> **Exercise brief**
Your answer should be the lines below from the one holding "let mut paint" through the one holding "pub const ALL: [Axis;", copied exactly and with nothing else.

> **Excerpted records**
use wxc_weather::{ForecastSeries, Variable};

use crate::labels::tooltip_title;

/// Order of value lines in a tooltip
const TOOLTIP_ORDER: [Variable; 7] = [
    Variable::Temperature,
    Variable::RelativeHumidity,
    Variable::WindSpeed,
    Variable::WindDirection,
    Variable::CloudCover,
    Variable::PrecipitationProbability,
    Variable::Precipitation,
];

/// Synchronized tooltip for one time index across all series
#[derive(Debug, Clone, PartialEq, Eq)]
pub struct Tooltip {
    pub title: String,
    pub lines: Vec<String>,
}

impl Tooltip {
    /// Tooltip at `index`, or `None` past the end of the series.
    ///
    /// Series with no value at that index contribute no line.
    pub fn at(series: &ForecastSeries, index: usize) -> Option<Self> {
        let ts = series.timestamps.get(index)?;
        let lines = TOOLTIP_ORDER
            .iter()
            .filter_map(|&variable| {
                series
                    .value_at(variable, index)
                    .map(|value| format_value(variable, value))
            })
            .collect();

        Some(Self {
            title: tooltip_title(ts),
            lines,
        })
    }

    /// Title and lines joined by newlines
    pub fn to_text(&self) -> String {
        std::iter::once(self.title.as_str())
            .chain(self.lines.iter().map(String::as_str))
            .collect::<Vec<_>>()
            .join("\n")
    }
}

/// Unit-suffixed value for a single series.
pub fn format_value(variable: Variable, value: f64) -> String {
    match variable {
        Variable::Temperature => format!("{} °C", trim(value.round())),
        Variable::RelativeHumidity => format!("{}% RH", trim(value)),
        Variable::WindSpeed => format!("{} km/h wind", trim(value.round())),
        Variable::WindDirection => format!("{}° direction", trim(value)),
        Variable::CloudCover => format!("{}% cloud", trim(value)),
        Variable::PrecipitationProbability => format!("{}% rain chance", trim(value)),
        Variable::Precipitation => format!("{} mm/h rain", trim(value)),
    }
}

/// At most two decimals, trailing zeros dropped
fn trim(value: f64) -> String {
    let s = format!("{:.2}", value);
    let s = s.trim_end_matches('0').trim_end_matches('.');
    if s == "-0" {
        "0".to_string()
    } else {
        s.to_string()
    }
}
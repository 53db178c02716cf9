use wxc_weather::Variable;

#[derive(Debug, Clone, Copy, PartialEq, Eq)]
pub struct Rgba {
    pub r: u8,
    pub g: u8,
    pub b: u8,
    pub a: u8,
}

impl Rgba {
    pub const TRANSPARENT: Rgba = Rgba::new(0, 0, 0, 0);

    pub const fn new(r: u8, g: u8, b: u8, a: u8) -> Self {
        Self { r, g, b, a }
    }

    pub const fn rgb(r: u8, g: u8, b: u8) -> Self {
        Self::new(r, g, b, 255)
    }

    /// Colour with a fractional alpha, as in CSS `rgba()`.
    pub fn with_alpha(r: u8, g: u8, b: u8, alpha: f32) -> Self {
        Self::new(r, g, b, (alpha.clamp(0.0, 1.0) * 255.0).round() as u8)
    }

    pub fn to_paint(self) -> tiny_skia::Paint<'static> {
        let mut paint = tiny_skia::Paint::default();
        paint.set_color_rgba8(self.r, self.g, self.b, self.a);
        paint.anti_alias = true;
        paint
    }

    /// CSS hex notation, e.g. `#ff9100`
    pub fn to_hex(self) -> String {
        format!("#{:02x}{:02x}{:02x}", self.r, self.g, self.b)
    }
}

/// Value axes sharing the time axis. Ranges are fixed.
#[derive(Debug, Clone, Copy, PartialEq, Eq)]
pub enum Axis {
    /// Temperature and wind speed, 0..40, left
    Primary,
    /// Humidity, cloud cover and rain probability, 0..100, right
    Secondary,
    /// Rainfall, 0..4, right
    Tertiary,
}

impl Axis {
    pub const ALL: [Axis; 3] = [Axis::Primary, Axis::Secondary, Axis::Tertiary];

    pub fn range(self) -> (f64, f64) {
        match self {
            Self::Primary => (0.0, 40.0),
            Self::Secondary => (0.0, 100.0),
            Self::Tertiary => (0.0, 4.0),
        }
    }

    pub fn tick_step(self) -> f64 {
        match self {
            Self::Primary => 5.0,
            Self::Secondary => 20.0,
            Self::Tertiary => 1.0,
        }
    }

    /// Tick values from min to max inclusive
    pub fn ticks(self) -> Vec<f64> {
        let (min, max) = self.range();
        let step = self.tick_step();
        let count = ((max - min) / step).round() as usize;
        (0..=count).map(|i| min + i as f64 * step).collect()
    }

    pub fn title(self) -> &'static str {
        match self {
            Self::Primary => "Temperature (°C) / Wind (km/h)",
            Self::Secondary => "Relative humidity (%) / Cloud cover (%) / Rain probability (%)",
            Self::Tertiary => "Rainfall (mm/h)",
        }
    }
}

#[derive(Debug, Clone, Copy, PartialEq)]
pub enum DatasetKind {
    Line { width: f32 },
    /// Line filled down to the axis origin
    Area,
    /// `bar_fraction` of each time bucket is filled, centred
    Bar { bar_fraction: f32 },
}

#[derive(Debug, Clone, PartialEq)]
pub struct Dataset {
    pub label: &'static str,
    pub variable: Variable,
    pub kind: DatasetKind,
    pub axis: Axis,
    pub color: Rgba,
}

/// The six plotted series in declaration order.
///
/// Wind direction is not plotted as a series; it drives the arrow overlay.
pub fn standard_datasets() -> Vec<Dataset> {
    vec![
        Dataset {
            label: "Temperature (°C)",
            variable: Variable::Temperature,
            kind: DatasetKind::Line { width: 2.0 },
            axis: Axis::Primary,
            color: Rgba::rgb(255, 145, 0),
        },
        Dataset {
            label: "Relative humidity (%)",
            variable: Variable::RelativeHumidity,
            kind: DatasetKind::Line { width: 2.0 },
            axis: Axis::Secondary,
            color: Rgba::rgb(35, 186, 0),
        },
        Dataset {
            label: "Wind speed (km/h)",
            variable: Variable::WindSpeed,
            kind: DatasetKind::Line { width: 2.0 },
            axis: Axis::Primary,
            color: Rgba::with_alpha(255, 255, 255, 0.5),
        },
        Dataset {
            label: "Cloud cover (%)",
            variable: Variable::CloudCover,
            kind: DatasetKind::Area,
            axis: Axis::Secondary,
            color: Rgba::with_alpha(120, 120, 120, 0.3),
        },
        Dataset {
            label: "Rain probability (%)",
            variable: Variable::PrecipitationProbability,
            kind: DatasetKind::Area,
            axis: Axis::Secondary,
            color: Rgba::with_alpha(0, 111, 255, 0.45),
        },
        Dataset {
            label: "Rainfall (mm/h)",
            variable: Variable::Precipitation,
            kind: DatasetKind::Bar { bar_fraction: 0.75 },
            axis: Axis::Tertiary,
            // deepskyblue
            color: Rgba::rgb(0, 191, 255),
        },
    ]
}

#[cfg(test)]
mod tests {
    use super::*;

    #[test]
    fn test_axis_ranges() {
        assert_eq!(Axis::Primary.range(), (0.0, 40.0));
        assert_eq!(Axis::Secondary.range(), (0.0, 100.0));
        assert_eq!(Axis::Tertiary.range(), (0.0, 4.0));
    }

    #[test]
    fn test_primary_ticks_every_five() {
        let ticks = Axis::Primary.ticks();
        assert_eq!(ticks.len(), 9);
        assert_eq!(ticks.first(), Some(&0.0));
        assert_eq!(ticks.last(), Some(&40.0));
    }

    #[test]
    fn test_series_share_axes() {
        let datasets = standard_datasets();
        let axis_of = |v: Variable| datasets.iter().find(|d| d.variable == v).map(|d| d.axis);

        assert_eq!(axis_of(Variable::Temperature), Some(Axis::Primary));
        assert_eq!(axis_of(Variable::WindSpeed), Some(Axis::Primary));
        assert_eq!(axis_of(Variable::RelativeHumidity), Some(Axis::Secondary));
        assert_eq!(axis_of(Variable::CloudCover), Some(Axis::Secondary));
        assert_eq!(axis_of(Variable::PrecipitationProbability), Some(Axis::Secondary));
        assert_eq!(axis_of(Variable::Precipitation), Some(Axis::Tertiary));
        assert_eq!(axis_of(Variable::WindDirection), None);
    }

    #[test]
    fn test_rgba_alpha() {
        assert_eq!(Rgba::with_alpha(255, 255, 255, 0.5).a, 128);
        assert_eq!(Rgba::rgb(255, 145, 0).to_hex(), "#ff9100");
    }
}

> **Your solution**
        let mut paint = tiny_skia::Paint::default();
        paint.set_color_rgba8(self.r, self.g, self.b, self.a);
        paint.anti_alias = true;
        paint
    }

    /// CSS hex notation, e.g. `#ff9100`
    pub fn to_hex(self) -> String {
        format!("#{:02x}{:02x}{:02x}", self.r, self.g, self.b)
    }
}

/// Value axes sharing the time axis. Ranges are fixed.
#[derive(Debug, Clone, Copy, PartialEq, Eq)]
pub enum Axis {
    /// Temperature and wind speed, 0..40, left
    Primary,
    /// Humidity, cloud cover and rain probability, 0..100, right
    Secondary,
    /// Rainfall, 0..4, right
    Tertiary,
}

impl Axis {
    pub const ALL: [Axis; 3] = [Axis::Primary, Axis::Secondary, Axis::Tertiary];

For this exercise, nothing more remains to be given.